Steven Wu has been representing New York’s financial services superintendent, Linda Lacewell.

The ACA risk-adjustment program

Starting in January 2014, the ACA has eliminated many of the defenses health insurers once used to limit medical claim costs, such as the ability to reject people who are about to get liver transplants, or the ability to charge more for people who have hemophilia.

Insurers have had to price new individual and small-group coverage without considering any personal health factors other than location, age and tobacco use.

The ACA risk-adjustment program was supposed to compensate health insurers that ended up with more than their fair share of the enrollees with serious health problems.

Program managers worked with the plans to assign every enrollee a risk score. It then came up with a formula for pulling cash from plans with relatively low enrollee risk levels and pushing the cash to plans with relatively high levels of enrollee risk.
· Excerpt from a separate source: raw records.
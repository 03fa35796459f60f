//! Multi-turn chat on top of the chat completion operation.
//!
//! A session owns its history exclusively. Each `reply` sends a snapshot
//! of the full history, so later session activity cannot mutate an
//! in-flight request.

use crate::client::FoundationModelClient;
use crate::request::{ChatCompletionRequest, ChatMessage};
use crate::response::ChatCompletionResponse;
use crate::{Error, Result};

#[derive(Debug)]
pub struct ChatSession {
    client: FoundationModelClient,
    template: ChatCompletionRequest,
    system_message: Option<String>,
    history: Vec<ChatMessage>,
}

impl ChatSession {
    /// Send a user message and fold the assistant's reply into history.
    ///
    /// On failure the user entry stays in history (no rollback); the
    /// assistant entry is appended only after a successful reply.
    pub fn reply(&mut self, message: impl Into<String>) -> Result<ChatCompletionResponse> {
        self.history.push(ChatMessage::user(message));
        let mut request = self.template.clone();
        request.messages = self.history.clone();
        let response = self.client.chat_completion(&request)?;
        let content = response
            .message()
            .map(str::to_string)
            .ok_or_else(|| Error::Decode {
                url: None,
                message: "chat completion response has no choices[0].message.content".to_string(),
            })?;
        self.history.push(ChatMessage::assistant(content));
        Ok(response)
    }

    /// The entire chat history, system message first if one was set.
    pub fn history(&self) -> &[ChatMessage] {
        &self.history
    }

    /// The last assistant reply, or `""` before the first round completes.
    pub fn last(&self) -> &str {
        if self.history.len() <= 1 {
            return "";
        }
        self.history
            .last()
            .map(|entry| entry.content.as_str())
            .unwrap_or("")
    }

    /// Number of completed chat rounds.
    pub fn count(&self) -> usize {
        self.history.len() / 2
    }

    pub fn system_message(&self) -> Option<&str> {
        self.system_message.as_deref()
    }

    /// Role-prefixed transcript, one line per entry.
    pub fn pretty_history(&self) -> String {
        let mut out = String::new();
        for entry in &self.history {
            out.push('\n');
            out.push_str(&format!("{}: {}", entry.role, entry.content));
        }
        out
    }
}

/// Builds a [`ChatSession`] with a fixed parameter set.
///
/// Streaming is rejected here, at construction: multi-turn accounting
/// needs a complete assistant message per round.
pub struct ChatSessionBuilder {
    client: FoundationModelClient,
    template: ChatCompletionRequest,
    system_message: Option<String>,
}

impl ChatSessionBuilder {
    pub(crate) fn new(client: FoundationModelClient, model: impl Into<String>) -> Self {
        Self {
            client,
            template: ChatCompletionRequest::new(model, Vec::new()),
            system_message: None,
        }
    }

    pub fn system_message(mut self, message: impl Into<String>) -> Self {
        self.system_message = Some(message.into());
        self
    }

    pub fn user(mut self, user: impl Into<String>) -> Self {
        self.template = self.template.user(user);
        self
    }

    pub fn max_tokens(mut self, max_tokens: u32) -> Self {
        self.template = self.template.max_tokens(max_tokens);
        self
    }

    pub fn temperature(mut self, temperature: f64) -> Self {
        self.template = self.template.temperature(temperature);
        self
    }

    pub fn top_p(mut self, top_p: f64) -> Self {
        self.template = self.template.top_p(top_p);
        self
    }

    pub fn top_k(mut self, top_k: u32) -> Self {
        self.template = self.template.top_k(top_k);
        self
    }

    pub fn stream(mut self, stream: bool) -> Self {
        self.template = self.template.stream(stream);
        self
    }

    pub fn stop(mut self, stop: impl Into<crate::request::StringOrList>) -> Self {
        self.template = self.template.stop(stop);
        self
    }

    pub fn n(mut self, n: u32) -> Self {
        self.template = self.template.n(n);
        self
    }

    pub fn timeout(mut self, timeout: u64) -> Self {
        self.template = self.template.timeout(timeout);
        self
    }

    pub fn max_retries(mut self, max_retries: u32) -> Self {
        self.template = self.template.max_retries(max_retries);
        self
    }

    pub fn build(self) -> Result<ChatSession> {
        if self.template.stream == Some(true) {
            return Err(Error::Unsupported(
                "streaming is not supported for ChatSession".to_string(),
            ));
        }
        let history = match &self.system_message {
            Some(message) => vec![ChatMessage::system(message.clone())],
            None => Vec::new(),
        };
        Ok(ChatSession {
            client: self.client,
            template: self.template,
            system_message: self.system_message,
            history,
        })
    }
}
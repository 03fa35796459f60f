//! Typed wrappers over raw API response payloads.
//!
//! Each object stores the parsed JSON payload as-is and exposes typed
//! accessors computed on demand. Accessors are idempotent projections and
//! return `Option` rather than assuming the payload shape.

use serde_json::Value;

/// Common surface of buffered responses and stream chunks.
pub trait FoundationModelObject: Sized {
    /// Wrap a parsed payload.
    fn from_json(payload: Value) -> Self;

    /// The raw payload.
    fn json(&self) -> &Value;

    /// Response id.
    fn id(&self) -> Option<&str> {
        self.json().get("id")?.as_str()
    }

    /// Name of the model that produced the response.
    fn model(&self) -> Option<&str> {
        self.json().get("model")?.as_str()
    }

    /// Token usage metadata.
    fn usage(&self) -> Option<&Value> {
        self.json().get("usage")
    }
}

macro_rules! response_object {
    ($(#[$doc:meta])* $name:ident) => {
        $(#[$doc])*
        #[derive(Debug, Clone, PartialEq)]
        pub struct $name {
            payload: Value,
        }

        impl FoundationModelObject for $name {
            fn from_json(payload: Value) -> Self {
                Self { payload }
            }

            fn json(&self) -> &Value {
                &self.payload
            }
        }

        impl std::fmt::Display for $name {
            fn fmt(&self, f: &mut std::fmt::Formatter<'_>) -> std::fmt::Result {
                let pretty = serde_json::to_string_pretty(&self.payload)
                    .map_err(|_| std::fmt::Error)?;
                f.write_str(&pretty)
            }
        }
    };
}

response_object! {
    /// One complete chat completion response.
    ChatCompletionResponse
}

response_object! {
    /// One incremental unit of a streamed chat completion.
    ChatCompletionChunk
}

response_object! {
    /// One complete text completion response.
    CompletionResponse
}

response_object! {
    /// One incremental unit of a streamed text completion.
    CompletionChunk
}

response_object! {
    /// One complete embedding response.
    EmbeddingResponse
}

impl ChatCompletionResponse {
    /// Content of the first choice's message.
    pub fn message(&self) -> Option<&str> {
        self.payload
            .get("choices")?
            .get(0)?
            .get("message")?
            .get("content")?
            .as_str()
    }
}

impl ChatCompletionChunk {
    /// Content delta of the first choice.
    pub fn message(&self) -> Option<&str> {
        self.payload
            .get("choices")?
            .get(0)?
            .get("delta")?
            .get("content")?
            .as_str()
    }
}

impl CompletionResponse {
    /// Text of every returned choice, in order.
    pub fn text(&self) -> Vec<&str> {
        collect_choice_text(&self.payload)
    }
}

impl CompletionChunk {
    /// Text delta of every returned choice, in order.
    pub fn text(&self) -> Vec<&str> {
        collect_choice_text(&self.payload)
    }
}

impl EmbeddingResponse {
    /// Embedding vector of every data entry, in order.
    pub fn embeddings(&self) -> Vec<Vec<f64>> {
        self.payload
            .get("data")
            .and_then(Value::as_array)
            .map(|entries| {
                entries
                    .iter()
                    .filter_map(|entry| entry.get("embedding")?.as_array())
                    .map(|vector| vector.iter().filter_map(Value::as_f64).collect())
                    .collect()
            })
            .unwrap_or_default()
    }
}

fn collect_choice_text(payload: &Value) -> Vec<&str> {
    payload
        .get("choices")
        .and_then(Value::as_array)
        .map(|choices| {
            choices
                .iter()
                .filter_map(|choice| choice.get("text")?.as_str())
                .collect()
        })
        .unwrap_or_default()
}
Critics have questioned whether the risk scores adequately reflect the relative risk of enrollees; whether the scoring system is fair to new or rapidly growing plans, which may have little information about enrollees’ health; and whether program managers’ risk-adjustment formula is fair to plans with low average premiums.

New York State’s risk-adjustment fix

Maria Vullo, who was New York state’s financial services superintendent in 2016, imposed an emergency regulation in an effort to keep ACA risk-adjustment surprises from pushing some carriers out of the state’s individual health insurance market.
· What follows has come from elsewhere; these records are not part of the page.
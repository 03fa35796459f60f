//! # databricks-genai-inference
//!
//! Client library for Databricks Foundation Model serving endpoints. It
//! exposes three model operations — chat completion, text completion, and
//! embedding — each as a buffered call or (where supported) an event
//! stream, in both blocking and async execution models, plus a stateful
//! [`ChatSession`] helper for multi-turn conversations.
//!
//! ## Quick start
//!
//! ```rust,no_run
//! use databricks_genai_inference::{
//!     ChatCompletionRequest, ChatMessage, FoundationModelClient, WorkspaceConfig,
//! };
//!
//! fn main() -> databricks_genai_inference::Result<()> {
//!     let client = FoundationModelClient::new(WorkspaceConfig::from_env()?);
//!
//!     let request = ChatCompletionRequest::new(
//!         "dbrx-instruct",
//!         vec![ChatMessage::user("Tell me about bears.")],
//!     )
//!     .max_tokens(128);
//!
//!     let response = client.chat_completion(&request)?;
//!     println!("{}", response.message().unwrap_or_default());
//!     Ok(())
//! }
//! ```
//!
//! ## Module organization
//!
//! | Module | Description |
//! |--------|-------------|
//! | [`client`] | Dispatch, retry, and response decoding for both execution models |
//! | [`request`] | Validated request records and builders |
//! | [`response`] | Typed wrappers over raw response payloads |
//! | [`endpoint`] | Model-identifier to URL resolution with env overrides |
//! | [`config`] | Workspace host and auth collaborator |
//! | [`chat_session`] | Stateful multi-turn chat helper |

pub mod chat_session;
pub mod client;
pub mod config;
pub mod endpoint;
pub mod request;
pub mod response;

mod error;
mod retry;
mod transport;

pub use chat_session::{ChatSession, ChatSessionBuilder};
pub use client::{
    AsyncResponseStream, FoundationModelClient, FoundationModelClientBuilder, ResponseStream,
};
pub use config::WorkspaceConfig;
pub use endpoint::EnvOverrides;
pub use error::{Error, DEFAULT_ERROR_MESSAGE};
pub use request::{
    ChatCompletionRequest, ChatMessage, CompletionRequest, EmbeddingRequest, ModelRequest, Role,
    StringOrList,
};
pub use response::{
    ChatCompletionChunk, ChatCompletionResponse, CompletionChunk, CompletionResponse,
    EmbeddingResponse, FoundationModelObject,
};

/// Result type alias for the library.
pub type Result<T> = std::result::Result<T, Error>;
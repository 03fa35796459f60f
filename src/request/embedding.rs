//! Embedding request record.
//!
//! Embedding has no streaming mode: the record carries no `stream` field,
//! so a loose payload that includes one is rejected as an unknown field
//! during validation, before any network activity.

use serde::{Deserialize, Serialize};

use super::{ModelRequest, StringOrList};

/// Parameters for one embedding call.
#[derive(Debug, Clone, PartialEq, Eq, Serialize, Deserialize)]
#[serde(deny_unknown_fields)]
pub struct EmbeddingRequest {
    pub model: String,
    /// The text(s) to embed.
    pub input: StringOrList,
    /// Task instruction embedded alongside the input.
    #[serde(default, skip_serializing_if = "Option::is_none")]
    pub instruction: Option<String>,
    #[serde(default, skip_serializing_if = "Option::is_none")]
    pub user: Option<String>,
    /// Transport deadline, seconds. Control parameter, never serialized.
    #[serde(default, skip_serializing)]
    pub timeout: Option<u64>,
    /// Attempt budget. Control parameter, never serialized.
    #[serde(default, skip_serializing)]
    pub max_retries: Option<u32>,
}

impl EmbeddingRequest {
    pub fn new(model: impl Into<String>, input: impl Into<StringOrList>) -> Self {
        Self {
            model: model.into(),
            input: input.into(),
            instruction: None,
            user: None,
            timeout: None,
            max_retries: None,
        }
    }

    pub fn instruction(mut self, instruction: impl Into<String>) -> Self {
        self.instruction = Some(instruction.into());
        self
    }

    pub fn user(mut self, user: impl Into<String>) -> Self {
        self.user = Some(user.into());
        self
    }

    pub fn timeout(mut self, timeout: u64) -> Self {
        self.timeout = Some(timeout);
        self
    }

    pub fn max_retries(mut self, max_retries: u32) -> Self {
        self.max_retries = Some(max_retries);
        self
    }
}

impl ModelRequest for EmbeddingRequest {
    const SUPPORTED_MODELS: &'static [&'static str] = &["bge-large-en"];

    fn model(&self) -> &str {
        &self.model
    }

    fn timeout(&self) -> Option<u64> {
        self.timeout
    }

    fn max_retries(&self) -> Option<u32> {
        self.max_retries
    }
}

#[cfg(test)]
mod tests {
    use super::*;
    use serde_json::json;

    #[test]
    fn stream_is_rejected_at_validation_time() {
        let err = EmbeddingRequest::from_value(json!({
            "model": "bge-large-en",
            "input": "embed me",
            "stream": true,
        }))
        .unwrap_err();
        assert!(matches!(err, crate::Error::Validation(_)));
    }

    #[test]
    fn instruction_is_sent_when_set() {
        let body = EmbeddingRequest::new("bge-large-en", "embed me")
            .instruction("Represent the sentence")
            .body()
            .unwrap();
        let map = body.as_object().unwrap();
        assert_eq!(map["input"], json!("embed me"));
        assert_eq!(map["instruction"], json!("Represent the sentence"));
        assert!(!map.contains_key("model"));
    }
}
Vullo gave herself the authority to collect up to 30% of ACA risk-adjustment program payments and redistribute the cash to other health insurers.

UnitedHealth’s UnitedHealthcare and Oxford units asserted that the state’s emergency regulation was preempted by the federal regulations, and that the New York department’s approach amounted to an unconstitutional taking of the companies’ property.

The ruling

Lohier writes, in an opinion for the panel, that one question was whether the ACA risk-adjustment regulations preempted the state-level risk-adjustment adjustment effort, and another question was whether HHS had approved New York state’s effort.
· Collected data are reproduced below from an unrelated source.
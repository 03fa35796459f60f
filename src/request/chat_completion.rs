//! Chat completion request record.

use serde::{Deserialize, Serialize};

use super::{ChatMessage, ModelRequest, StringOrList};

/// Parameters for one chat completion call.
///
/// `messages` is the conversation so far, oldest first. Generation
/// parameters left unset are omitted from the request body, letting the
/// endpoint apply its own defaults.
#[derive(Debug, Clone, PartialEq, Serialize, Deserialize)]
#[serde(deny_unknown_fields)]
pub struct ChatCompletionRequest {
    pub model: String,
    pub messages: Vec<ChatMessage>,
    #[serde(default, skip_serializing_if = "Option::is_none")]
    pub user: Option<String>,
    #[serde(default, skip_serializing_if = "Option::is_none")]
    pub max_tokens: Option<u32>,
    #[serde(default, skip_serializing_if = "Option::is_none")]
    pub temperature: Option<f64>,
    #[serde(default, skip_serializing_if = "Option::is_none")]
    pub top_p: Option<f64>,
    #[serde(default, skip_serializing_if = "Option::is_none")]
    pub top_k: Option<u32>,
    #[serde(default, skip_serializing_if = "Option::is_none")]
    pub stream: Option<bool>,
    #[serde(default, skip_serializing_if = "Option::is_none")]
    pub stop: Option<StringOrList>,
    /// Number of completion choices to return.
    #[serde(default, skip_serializing_if = "Option::is_none")]
    pub n: Option<u32>,
    /// Transport deadline, seconds. Control parameter, never serialized.
    #[serde(default, skip_serializing)]
    pub timeout: Option<u64>,
    /// Attempt budget. Control parameter, never serialized.
    #[serde(default, skip_serializing)]
    pub max_retries: Option<u32>,
}

impl ChatCompletionRequest {
    pub fn new(model: impl Into<String>, messages: Vec<ChatMessage>) -> Self {
        Self {
            model: model.into(),
            messages,
            user: None,
            max_tokens: None,
            temperature: None,
            top_p: None,
            top_k: None,
            stream: None,
            stop: None,
            n: None,
            timeout: None,
            max_retries: None,
        }
    }

    pub fn user(mut self, user: impl Into<String>) -> Self {
        self.user = Some(user.into());
        self
    }

    pub fn max_tokens(mut self, max_tokens: u32) -> Self {
        self.max_tokens = Some(max_tokens);
        self
    }

    pub fn temperature(mut self, temperature: f64) -> Self {
        self.temperature = Some(temperature);
        self
    }

    pub fn top_p(mut self, top_p: f64) -> Self {
        self.top_p = Some(top_p);
        self
    }

    pub fn top_k(mut self, top_k: u32) -> Self {
        self.top_k = Some(top_k);
        self
    }

    pub fn stream(mut self, stream: bool) -> Self {
        self.stream = Some(stream);
        self
    }

    pub fn stop(mut self, stop: impl Into<StringOrList>) -> Self {
        self.stop = Some(stop.into());
        self
    }

    pub fn n(mut self, n: u32) -> Self {
        self.n = Some(n);
        self
    }

    pub fn timeout(mut self, timeout: u64) -> Self {
        self.timeout = Some(timeout);
        self
    }

    pub fn max_retries(mut self, max_retries: u32) -> Self {
        self.max_retries = Some(max_retries);
        self
    }
}

impl ModelRequest for ChatCompletionRequest {
    const SUPPORTED_MODELS: &'static [&'static str] =
        &["llama-2-70b-chat", "mixtral-8x7b-instruct", "dbrx-instruct"];

    fn model(&self) -> &str {
        &self.model
    }

    fn timeout(&self) -> Option<u64> {
        self.timeout
    }

    fn max_retries(&self) -> Option<u32> {
        self.max_retries
    }

    fn stream(&self) -> bool {
        self.stream.unwrap_or(false)
    }
}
“There is some genuine ambiguity in HHS’s various prior pronouncements and the regulations themselves about whether states may act as New York did without first getting federal approval,” Lohier writes. “HHS could have been clearer in its statements.”

But HHS said, in a friend of the court brief, that it believes New York state should have gotten a more formal form of approval for its adjustment effort, Lohier writes.

“Here, HHS has provided an interpretation of its regulations in an amicus brief that represents the agency’s authoritative or official position and that clearly implicates HHS’s substantive expertise in administering the very risk-adjustment scheme at issue,” Lohier writes.

The HHS brief is not simply an after-the-fact rationalization of what it thinks now, Lohier writes.

Mid-level New York officials did talk to mid-level HHS officials and get their blessing, but New York regulators needed to do more than that to make a major change to how the ACA risk-adjustment program works,” Lohier writes.

The implications

Commercial health insurers once appeared to see having a strong risk-adjustment program as critical to the stability of the ACA framework.

In recent years, the only ACA market stabilization program that has worked more or less as expected has been the ACA individual major medical insurance premium tax credit.

In spite of the problems with the other stabilization programs, big, publicly traded health insurers have reported strong profits in recent years, and most commercial health insurers seem to be on track to maintain or expand their commercial health insurance market operations in 2021.

In the next few years, because of insurers’ growing emphasis on the importance of the premium tax credit subsidy program, court rulings on the ACA risk-adjustment may have only a minimal effect on the commercial health insurance market.

In the long run, however, lingering problems with market risk allocation could lead to new problems with some insurers assuming too medical enrollee risk, failing, and dropping out of the market.

Both Republicans and Democrats in Congress have supported the idea of strengthening the ACA risk-adjustment program, if the current ACA framework stays in place.